Tuesday, September 22, 2009

Steak

In simple way, the steak is the meat cut from a cow (or chicken, or fish) is then aged on by burning coal, the fuel on the flames, in the oven, or even fried.

Red meat, chicken breast and fish are often cut into steaks. Most steaks cut perpendicular to the muscle fiber, add meat taste more delicious.

Steak usually cooked by baking, though it can be fried or "broil".

Steak is generally derived from beef, cooked simply. In general, served with rice, potatoes, bread or pasta.

The process of cooking steak depends on the individual; faster cooking produces a more tender meat, and a longer cooking reduces the appearance of blood and also reduce the problem of the disease.

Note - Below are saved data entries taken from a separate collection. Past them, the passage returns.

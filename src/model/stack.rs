//! Patch stacks — ordered patch sequences per domain.
//!
//! A [`PatchStack`] is append/pop only. There is deliberately no reorder
//! operation: stack order is the stack's identity, and applying it to a
//! base must stay reproducible. History is rewritten only by regenerating
//! the trailing patch (see `extract::amend_trailing`) or by a full rebase.
//!
//! On disk a stack is a directory of `NNNN-<id>.patch` files under
//! `patches/<domain>/`, mirroring the fork layout this engine builds
//! (`patches/api`, `patches/server`).

use std::fmt;
use std::fs;
use std::path::Path;
use std::str::FromStr;

use sha2::{Digest, Sha256};

use crate::error::CardstockError;
use crate::model::patch::{Patch, parse_patch_file_name, patch_file_name};

// ---------------------------------------------------------------------------
// Domain
// ---------------------------------------------------------------------------

/// The logical domain a patch stack belongs to.
///
/// The fork carries two: the `api` patches (public API additions) and the
/// `server` patches (implementation changes).
#[derive(Clone, Copy, Debug, PartialEq, Eq, Hash, PartialOrd, Ord)]
pub enum Domain {
    /// API surface patches (`patches/api` → `cardstock-api`).
    Api,
    /// Server implementation patches (`patches/server` → `cardstock-server`).
    Server,
}

impl Domain {
    /// Both domains in canonical application order (API before server).
    pub const ALL: [Self; 2] = [Self::Api, Self::Server];

    /// Kebab-case name, as used in paths and the CLI.
    #[must_use]
    pub const fn as_str(self) -> &'static str {
        match self {
            Self::Api => "api",
            Self::Server => "server",
        }
    }
}

impl fmt::Display for Domain {
    fn fmt(&self, f: &mut fmt::Formatter<'_>) -> fmt::Result {
        f.write_str(self.as_str())
    }
}

/// Error returned when a domain name is not recognized.
#[derive(Clone, Debug, PartialEq, Eq)]
pub struct DomainError {
    /// The unrecognized value.
    pub value: String,
}

impl fmt::Display for DomainError {
    fn fmt(&self, f: &mut fmt::Formatter<'_>) -> fmt::Result {
        write!(
            f,
            "unknown domain {:?}: expected 'api' or 'server'",
            self.value
        )
    }
}

impl std::error::Error for DomainError {}

impl FromStr for Domain {
    type Err = DomainError;

    fn from_str(s: &str) -> Result<Self, Self::Err> {
        match s {
            "api" => Ok(Self::Api),
            "server" => Ok(Self::Server),
            other => Err(DomainError {
                value: other.to_owned(),
            }),
        }
    }
}

// ---------------------------------------------------------------------------
// PatchStack
// ---------------------------------------------------------------------------

/// An ordered sequence of patches over one domain.
#[derive(Clone, Debug, PartialEq, Eq)]
pub struct PatchStack {
    domain: Domain,
    patches: Vec<Patch>,
}

impl PatchStack {
    /// An empty stack for `domain`.
    #[must_use]
    pub const fn new(domain: Domain) -> Self {
        Self {
            domain,
            patches: Vec::new(),
        }
    }

    /// The stack's domain.
    #[must_use]
    pub const fn domain(&self) -> Domain {
        self.domain
    }

    /// Append a patch at the top of the stack.
    pub fn append(&mut self, patch: Patch) {
        self.patches.push(patch);
    }

    /// Pop the trailing patch, if any.
    pub fn remove_last(&mut self) -> Option<Patch> {
        self.patches.pop()
    }

    /// Iterate patches bottom-up.
    pub fn iter(&self) -> std::slice::Iter<'_, Patch> {
        self.patches.iter()
    }

    /// Patch at stack position `index`.
    #[must_use]
    pub fn get(&self, index: usize) -> Option<&Patch> {
        self.patches.get(index)
    }

    /// Mutable patch access — used by the materializer to record status.
    pub fn get_mut(&mut self, index: usize) -> Option<&mut Patch> {
        self.patches.get_mut(index)
    }

    /// Number of patches.
    #[must_use]
    pub fn len(&self) -> usize {
        self.patches.len()
    }

    /// `true` if the stack holds no patches.
    #[must_use]
    pub fn is_empty(&self) -> bool {
        self.patches.is_empty()
    }

    /// SHA-256 over the serialized patch sequence, lowercase hex.
    ///
    /// Order-sensitive by construction: the same patches in a different
    /// order are a different stack.
    #[must_use]
    pub fn checksum(&self) -> String {
        let mut hasher = Sha256::new();
        for patch in &self.patches {
            let text = patch.serialize();
            hasher.update(text.len().to_le_bytes());
            hasher.update(text.as_bytes());
        }
        format!("{:x}", hasher.finalize())
    }

    /// Load a stack from its `patches/<domain>` directory.
    ///
    /// Files are ordered by their `NNNN` prefix. A missing directory is an
    /// empty stack (a fresh fork has no patches yet). Stray files that do
    /// not match the naming scheme are ignored.
    ///
    /// # Errors
    /// [`CardstockError::MalformedPatch`] if a patch file fails to parse,
    /// carries an id that disagrees with its file name, or two files claim
    /// the same position.
    pub fn load(domain: Domain, dir: &Path) -> Result<Self, CardstockError> {
        let mut stack = Self::new(domain);
        if !dir.exists() {
            return Ok(stack);
        }

        let mut entries: Vec<(usize, std::path::PathBuf)> = Vec::new();
        for entry in fs::read_dir(dir)? {
            let entry = entry?;
            let path = entry.path();
            if let Some((index, _)) = parse_patch_file_name(&path) {
                entries.push((index, path));
            }
        }
        entries.sort();

        let mut last_index = None;
        for (index, path) in entries {
            if last_index == Some(index) {
                return Err(CardstockError::MalformedPatch {
                    path: path.clone(),
                    line: 0,
                    reason: format!("duplicate stack position {:04}", index + 1),
                });
            }
            last_index = Some(index);

            let text = fs::read_to_string(&path)?;
            let patch = Patch::parse(&text).map_err(|e| CardstockError::MalformedPatch {
                path: path.clone(),
                line: e.line,
                reason: e.reason,
            })?;
            let expected = parse_patch_file_name(&path).map(|(_, id)| id);
            if expected.as_ref() != Some(&patch.id) {
                return Err(CardstockError::MalformedPatch {
                    path,
                    line: 1,
                    reason: format!(
                        "patch id '{}' does not match its file name",
                        patch.id
                    ),
                });
            }
            stack.append(patch);
        }
        Ok(stack)
    }

    /// Persist the stack to `dir`, replacing its previous contents.
    ///
    /// The new content is written to a `<dir>.new` staging directory and
    /// swapped in with a rename, so a crash mid-save never leaves a
    /// half-written stack where the old one was.
    ///
    /// # Errors
    /// Propagates I/O failures.
    pub fn save(&self, dir: &Path) -> Result<(), CardstockError> {
        let staging = dir.with_extension("new");
        if staging.exists() {
            fs::remove_dir_all(&staging)?;
        }
        fs::create_dir_all(&staging)?;
        for (index, patch) in self.patches.iter().enumerate() {
            let name = patch_file_name(index, &patch.id);
            fs::write(staging.join(name), patch.serialize())?;
        }
        if dir.exists() {
            fs::remove_dir_all(dir)?;
        }
        fs::rename(&staging, dir)?;
        Ok(())
    }
}

impl<'a> IntoIterator for &'a PatchStack {
    type Item = &'a Patch;
    type IntoIter = std::slice::Iter<'a, Patch>;

    fn into_iter(self) -> Self::IntoIter {
        self.iter()
    }
}

// ---------------------------------------------------------------------------
// Tests
// ---------------------------------------------------------------------------
//! cardstock command-line interface.

use std::path::PathBuf;
use std::process::ExitCode;

use anyhow::{bail, Context, Result};
use clap::{Parser, Subcommand};
use tracing::info;

use cardstock::config::CardstockConfig;
use cardstock::error::CardstockError;
use cardstock::extract::{amend_trailing, diff_trees};
use cardstock::materialize::{self, materialize_to_dir, ApplyPolicy};
use cardstock::model::patch::PatchId;
use cardstock::model::stack::{Domain, PatchStack};
use cardstock::model::tree::{BaseTree, WorkingTree};
use cardstock::pipeline::{self, Pipeline, PipelineError, StageOutcome};
use cardstock::rebase::{RebaseCoordinator, RebaseState};
use cardstock::telemetry;
use cardstock::tools::{Compiler, ProcessCompiler, ProcessDecompiler, ProcessRemapper};

/// Patch-layer build tool for the cardstock fork.
///
/// Maintains the fork's changes as ordered patch stacks per domain and
/// drives the decompile → remap → apply pipeline that turns the pinned
/// upstream into the fork's source trees.
#[derive(Debug, Parser)]
#[command(name = "cardstock", version, about, max_term_width = 100)]
struct Cli {
    /// Path to the configuration file.
    #[arg(long, global = true, default_value = "cardstock.toml", env = "CARDSTOCK_CONFIG")]
    config: PathBuf,

    #[command(subcommand)]
    command: Command,
}

#[derive(Debug, Subcommand)]
enum Command {
    /// Materialize a domain's patch stack onto the remapped base tree.
    ///
    /// Applies every patch in order and writes the result to the domain's
    /// output directory. By default the run halts at the first conflicted
    /// patch; later patches are left unapplied so the operator faces one
    /// problem at a time.
    Apply {
        /// Domain to materialize (api or server).
        domain: Domain,

        /// Keep applying later patches after a conflict instead of
        /// halting. The partial tree and every conflict are still
        /// reported.
        #[arg(long)]
        keep_going: bool,
    },

    /// Capture edits made to an output tree as a patch.
    ///
    /// Diffs the domain's output tree against what the current stack
    /// produces and appends the difference as a new trailing patch — or,
    /// with --amend, folds it into the existing trailing patch.
    Extract {
        /// Domain to extract from (api or server).
        domain: Domain,

        /// Fold the edits into the trailing patch instead of creating a
        /// new one.
        #[arg(long, conflicts_with_all = ["id", "message"])]
        amend: bool,

        /// Identifier for the new patch (lowercase, digits, hyphens).
        #[arg(long, required_unless_present = "amend")]
        id: Option<PatchId>,

        /// One-line description recorded in the patch header.
        #[arg(long, default_value = "")]
        message: String,
    },

    /// Rebase a domain's stack onto a new base tree.
    ///
    /// Replays each patch in order against the new base, regenerating
    /// drifted hunks. On conflict the run stops, reports the failing
    /// patch, and leaves the stack on disk untouched; the partially
    /// rebased tree is written to the output directory for inspection.
    /// The stack is replaced only when every patch lands.
    Rebase {
        /// Domain to rebase (api or server).
        domain: Domain,

        /// Directory containing the new base tree.
        new_base: PathBuf,
    },

    /// Show pipeline progress and stack sizes.
    Status,

    /// Run the build pipeline, resuming from recorded state.
    ///
    /// Stages whose inputs are unchanged since their last completed run
    /// are skipped. A failure halts the run with an exit code naming the
    /// stage (10 fetch-base, 11 remap, 12 apply-api, 13 apply-server).
    Run {
        /// Discard recorded state and run every stage. Required after the
        /// upstream pin changes.
        #[arg(long)]
        fresh: bool,
    },
}

fn main() -> ExitCode {
    telemetry::init("cardstock=info");
    let cli = Cli::parse();
    match run(cli) {
        Ok(()) => ExitCode::SUCCESS,
        Err(err) => {
            eprintln!("error: {err:#}");
            ExitCode::from(exit_code_for(&err))
        }
    }
}

/// Map errors to process exit codes: pipeline failures identify their
/// stage, conflicts are 2, everything else is 1.
fn exit_code_for(err: &anyhow::Error) -> u8 {
    if let Some(pipeline_err) = err.downcast_ref::<PipelineError>() {
        return u8::try_from(pipeline_err.exit_code()).unwrap_or(1);
    }
    match err.downcast_ref::<CardstockError>() {
        Some(CardstockError::ApplyConflict { .. }) => 2,
        _ => 1,
    }
}

fn run(cli: Cli) -> Result<()> {
    let config = CardstockConfig::load(&cli.config).map_err(CardstockError::from)?;
    match cli.command {
        Command::Apply { domain, keep_going } => cmd_apply(&config, domain, keep_going),
        Command::Extract {
            domain,
            amend,
            id,
            message,
        } => cmd_extract(&config, domain, amend, id, &message),
        Command::Rebase { domain, new_base } => cmd_rebase(&config, domain, &new_base),
        Command::Status => cmd_status(&config),
        Command::Run { fresh } => cmd_run(&config, fresh),
    }
}

/// Load the remapped base tree, with a hint when the pipeline has not
/// produced one yet.
fn load_base(config: &CardstockConfig) -> Result<BaseTree> {
    let base_dir = config.paths.base_dir();
    if !base_dir.is_dir() {
        bail!(
            "no base tree at '{}'; run the pipeline first:\n    cardstock run",
            base_dir.display()
        );
    }
    BaseTree::load(&config.upstream.upstream_ref, &base_dir)
        .with_context(|| format!("loading base tree from '{}'", base_dir.display()))
}

fn load_stack(config: &CardstockConfig, domain: Domain) -> Result<PatchStack> {
    let dir = config.paths.stack_dir(domain);
    Ok(PatchStack::load(domain, &dir)?)
}

fn cmd_apply(config: &CardstockConfig, domain: Domain, keep_going: bool) -> Result<()> {
    let base = load_base(config)?;
    let mut stack = load_stack(config, domain)?;
    let policy = if keep_going {
        ApplyPolicy::Continue
    } else {
        ApplyPolicy::Halt
    };
    let out_dir = config.paths.output_dir(domain);

    let outcome = materialize_to_dir(&base, &mut stack, out_dir, policy)?;
    if !outcome.is_clean() {
        return Err(CardstockError::ApplyConflict {
            conflicts: outcome.conflicts,
        }
        .into());
    }
    println!(
        "{domain}: {} patch(es) applied to {}",
        outcome.applied,
        out_dir.display()
    );
    Ok(())
}

fn cmd_extract(
    config: &CardstockConfig,
    domain: Domain,
    amend: bool,
    id: Option<PatchId>,
    message: &str,
) -> Result<()> {
    let base = load_base(config)?;
    let out_dir = config.paths.output_dir(domain);
    if !out_dir.is_dir() {
        bail!(
            "no output tree at '{}'; apply the stack first:\n    cardstock apply {domain}",
            out_dir.display()
        );
    }
    let working = WorkingTree::load(out_dir)?;
    let mut stack = load_stack(config, domain)?;
    let stack_dir = config.paths.stack_dir(domain);

    if amend {
        let amended = amend_trailing(&base, &stack, &working)?;
        amended.save(&stack_dir)?;
        println!("{domain}: trailing patch regenerated ({} patch(es))", amended.len());
        return Ok(());
    }

    // The diff baseline is what the current stack already produces; the
    // new patch captures only the edits beyond it.
    let outcome = materialize::apply(&base, &mut stack, None, ApplyPolicy::Halt);
    if !outcome.is_clean() {
        return Err(CardstockError::ApplyConflict {
            conflicts: outcome.conflicts,
        }
        .into());
    }
    let id = id.context("--id is required when not amending")?;
    match diff_trees(outcome.tree.files(), working.files(), id, message) {
        Some(patch) => {
            info!(%domain, id = %patch.id, files = patch.files.len(), "extracted patch");
            stack.append(patch);
            stack.save(&stack_dir)?;
            println!("{domain}: patch extracted ({} patch(es) in stack)", stack.len());
        }
        None => println!("{domain}: no changes to extract"),
    }
    Ok(())
}

fn cmd_rebase(config: &CardstockConfig, domain: Domain, new_base_dir: &std::path::Path) -> Result<()> {
    if !new_base_dir.is_dir() {
        bail!("new base '{}' is not a directory", new_base_dir.display());
    }
    let new_base = BaseTree::load(&config.upstream.upstream_ref, new_base_dir)
        .with_context(|| format!("loading new base from '{}'", new_base_dir.display()))?;
    let stack = load_stack(config, domain)?;
    let total = stack.len();

    let mut coordinator = RebaseCoordinator::new(&new_base, stack);
    match coordinator.run() {
        RebaseState::Complete => {
            let rebased = coordinator.finish()?;
            rebased.save(&config.paths.stack_dir(domain))?;
            println!(
                "{domain}: {total} patch(es) rebased, {} survived",
                rebased.len()
            );
            Ok(())
        }
        RebaseState::Conflicted(i) => {
            // Leave the stack untouched; write the partial tree so the
            // operator can see where replay stopped.
            let conflicts = coordinator.conflicts().to_vec();
            let out_dir = config.paths.output_dir(domain);
            coordinator.working_tree().write_to(out_dir)?;
            eprintln!(
                "{domain}: patch {} of {total} did not apply; partial tree written to {}",
                i + 1,
                out_dir.display()
            );
            Err(CardstockError::ApplyConflict { conflicts }.into())
        }
        state => bail!("rebase stopped unexpectedly in state {state:?}"),
    }
}

fn cmd_status(config: &CardstockConfig) -> Result<()> {
    let report = pipeline::status(config)?;
    print!("{report}");
    Ok(())
}

fn cmd_run(config: &CardstockConfig, fresh: bool) -> Result<()> {
    let decompiler = ProcessDecompiler::new(config.tools.decompiler.clone());
    let remapper = ProcessRemapper::new(config.tools.remapper.clone());
    let compiler = (!config.tools.compiler.is_empty())
        .then(|| ProcessCompiler::new(config.tools.compiler.clone()));

    let pipeline = Pipeline::new(
        config,
        &decompiler,
        &remapper,
        compiler.as_ref().map(|c| c as &dyn Compiler),
    );
    let report = pipeline.run(fresh)?;
    for (stage, outcome) in &report.stages {
        let verb = match outcome {
            StageOutcome::Ran => "ran",
            StageOutcome::Skipped => "skipped (inputs unchanged)",
        };
        println!("{stage}: {verb}");
    }
    Ok(())
}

A number of methods have been developed to describe how their steak cooked. In order from raw to cooked: Raw - uncooked.

Steak not eaten or ordered in this form, except in special foods, like steak tartare.

Steak is very rare - Cooked very quickly; exterior burned, but the inside is not cooked just warmed. Steak will be colored red on the inside, outside the gray-brown, and red middle part and a part between the outer and middle pink.

In general, we know several kinds of steak, and of some of these kinds, the most popular if we are talking about the steak, the Tenderloin, Sirloin and T-Bone Steak.